A similar feeling of caution is also felt in the orchestral scherzo which forms the third movement of the symphony. The orchestra, particularly the violins, sound as though they are sight-reading with very little opportunity for rehearsal. There are some particularly tentative passages in the fast skirling figurations; they are particular untidy around track 3, 0.55 and at several points thereafter. One imagines that more could have been made of the gorgeous melody that launches the trio section (2.58) with a greater sense of romantic fervour. One really wants an international orchestra like the Berlin or Vienna bands in music like this – but then, that is not likely to happen any time soon.
The lengthy 30+ minute finale sets two different poems by Carmen Studen (the composer’s wife) and Friedrich Hölderlin which have little in common with each other. It begins with a soprano solo ‘from above’ sung from the organ loft, and here Maya Boog produces some really nice tone. The transition to the main body of the movement seems to wander rather aimlessly if portentously - one finds oneself wishing that Weingartner would get a move on. When it does finally arrive at 11.50 one welcomes the fresh-voiced Rolf Romei who launches the Hölderlin setting of Hymne an die Liebe. Unfortunately the choir seem less happy here than in the second movement, with strained individual voices emerging (as at 14.50) from the texture. The whole delivery could do with more energetic rhythmic security. Maya Boog, now restored to the front of the platform, sounds much more tentative than earlier. Weingartner seems happier with Hölderlin’s regular rhythmic prosody, but a passage at 19.04 shows that he had clearly been listening to Mahler’s Eighth. A startling organ entry – with shades now of Saint-Saëns – launches the final section boldly.
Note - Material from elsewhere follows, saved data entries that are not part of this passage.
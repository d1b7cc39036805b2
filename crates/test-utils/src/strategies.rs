//! Proptest strategies for identity data.
//!
//! ```no_run
//! use ironvault_test_utils::strategies;
//! use proptest::prelude::*;
//!
//! proptest! {
//!     #[test]
//!     fn names_are_nonempty(name in strategies::arb_identifier()) {
//!         prop_assert!(!name.is_empty());
//!     }
//! }
//! ```

use proptest::prelude::*;

/// Random v4 UUID rendered as a string.
pub fn arb_uuid() -> impl Strategy<Value = String> {
    any::<u128>().prop_map(|bits| uuid::Builder::from_random_bytes(bits.to_le_bytes()).into_uuid().to_string())
}

/// Lowercase identifier of 1-24 characters matching `[a-z][a-z0-9_]{0,23}`.
pub fn arb_identifier() -> impl Strategy<Value = String> {
    "[a-z][a-z0-9_]{0,23}"
}

/// Email address `<identifier>@<identifier>.test`.
pub fn arb_email() -> impl Strategy<Value = String> {
    (arb_identifier(), arb_identifier()).prop_map(|(local, domain)| format!("{local}@{domain}.test"))
}

/// Entity alias naming policy of an auth source.
pub fn arb_alias_policy() -> impl Strategy<Value = &'static str> {
    prop::sample::select(vec!["email", "full_identifier", "uuid"])
}

/// Sequence of archive (`true`) and restore (`false`) steps.
pub fn arb_archive_steps(max_len: usize) -> impl Strategy<Value = Vec<bool>> {
    proptest::collection::vec(any::<bool>(), 0..=max_len)
}
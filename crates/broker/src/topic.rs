//! Topic creation parameters.

use std::{collections::BTreeMap, time::Duration};

use ironvault_types::GENERATION_TOPIC;

/// Retention of the generation topic.
pub const GENERATION_RETENTION: Duration = Duration::from_secs(31 * 24 * 60 * 60);

/// Log cleanup policy of a topic.
#[derive(Debug, Clone, Copy, PartialEq, Eq)]
pub enum CleanupPolicy {
    /// Drop records older than the retention.
    Delete,
    /// Keep only the latest record per key.
    Compact,
    /// Compact, and drop records older than the retention.
    CompactDelete,
}

impl CleanupPolicy {
    /// Broker configuration value.
    #[must_use]
    pub const fn as_str(self) -> &'static str {
        match self {
            Self::Delete => "delete",
            Self::Compact => "compact",
            Self::CompactDelete => "compact,delete",
        }
    }

    /// Whether records superseded by a later record with the same key may be dropped.
    #[must_use]
    pub const fn compacts(self) -> bool {
        matches!(self, Self::Compact | Self::CompactDelete)
    }
}

/// Everything needed to create a topic.
///
/// Topics always have one partition so every consumer sees one total order.
#[derive(Debug, Clone, PartialEq, Eq)]
pub struct TopicSpec {
    /// Topic name.
    pub name: String,
    /// Partition count; always 1.
    pub partitions: u32,
    /// Copies of each record, equal to the number of broker endpoints.
    pub replication_factor: u16,
    /// Replicas that must acknowledge a write.
    pub min_insync_replicas: u16,
    /// Cleanup policy.
    pub cleanup_policy: CleanupPolicy,
    /// Retention bound, `None` for unlimited.
    pub retention: Option<Duration>,
}

impl TopicSpec {
    /// Spec for an ordinary append-only topic on a cluster of `endpoints` brokers.
    pub fn new(name: impl Into<String>, endpoints: usize) -> Self {
        let replication_factor = u16::try_from(endpoints.max(1)).unwrap_or(u16::MAX);
        Self {
            name: name.into(),
            partitions: 1,
            replication_factor,
            min_insync_replicas: replication_factor.saturating_sub(1).max(1),
            cleanup_policy: CleanupPolicy::Delete,
            retention: None,
        }
    }

    /// Spec for the generation-number topic.
    #[must_use]
    pub fn generation(endpoints: usize) -> Self {
        Self {
            cleanup_policy: CleanupPolicy::CompactDelete,
            retention: Some(GENERATION_RETENTION),
            ..Self::new(GENERATION_TOPIC, endpoints)
        }
    }

    /// Broker-side topic configuration entries.
    #[must_use]
    pub fn config_entries(&self) -> BTreeMap<&'static str, String> {
        let mut entries = BTreeMap::new();
        entries.insert("cleanup.policy", self.cleanup_policy.as_str().to_string());
        entries.insert("min.insync.replicas", self.min_insync_replicas.to_string());
        let retention_ms = self.retention.map_or(-1_i128, |r| i128::try_from(r.as_millis()).unwrap_or(-1));
        entries.insert("retention.ms", retention_ms.to_string());
        entries
    }
}
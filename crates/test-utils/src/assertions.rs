//! Polling assertions for async tests.

use std::time::Duration;

use tokio::time::{Instant, sleep};

const DEFAULT_POLL_INTERVAL: Duration = Duration::from_millis(10);

/// Polls `condition` every 10 ms until it holds or `timeout` expires.
///
/// Returns whether the condition held. The condition is checked once more
/// after the deadline.
///
/// ```no_run
/// use std::time::Duration;
/// use ironvault_test_utils::assert_eventually;
///
/// # async fn example(store: &std::sync::Mutex<Vec<u8>>) {
/// let ok = assert_eventually(Duration::from_secs(1), || !store.lock().unwrap().is_empty()).await;
/// assert!(ok, "consumer should have applied the message");
/// # }
/// ```
pub async fn assert_eventually<F>(timeout: Duration, condition: F) -> bool
where
    F: Fn() -> bool,
{
    assert_eventually_every(timeout, DEFAULT_POLL_INTERVAL, condition).await
}

/// Like [`assert_eventually`] with an explicit poll interval.
pub async fn assert_eventually_every<F>(timeout: Duration, poll_interval: Duration, condition: F) -> bool
where
    F: Fn() -> bool,
{
    let deadline = Instant::now() + timeout;
    while Instant::now() < deadline {
        if condition() {
            return true;
        }
        sleep(poll_interval).await;
    }
    condition()
}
Weingartner - who has now got the bit firmly between his teeth - returns us at 25.05 to the Brucknerian figuration of the opening, with the strings now producing good solid tone and the performers as a whole rising to the inspired ecstasy of the closing pages. Boog soars over the assembled forces before a Beethovenian coda. Applause at the end has been edited out.
Those who have been exploring Weingartner’s music through the good offices of CPO will need no encouragement to add his last symphony to their collections. Others may find the work interesting and sometimes inspired, but might be advised to approach the composer through one of his earlier symphonies first. I would suggest starting with the Sixth.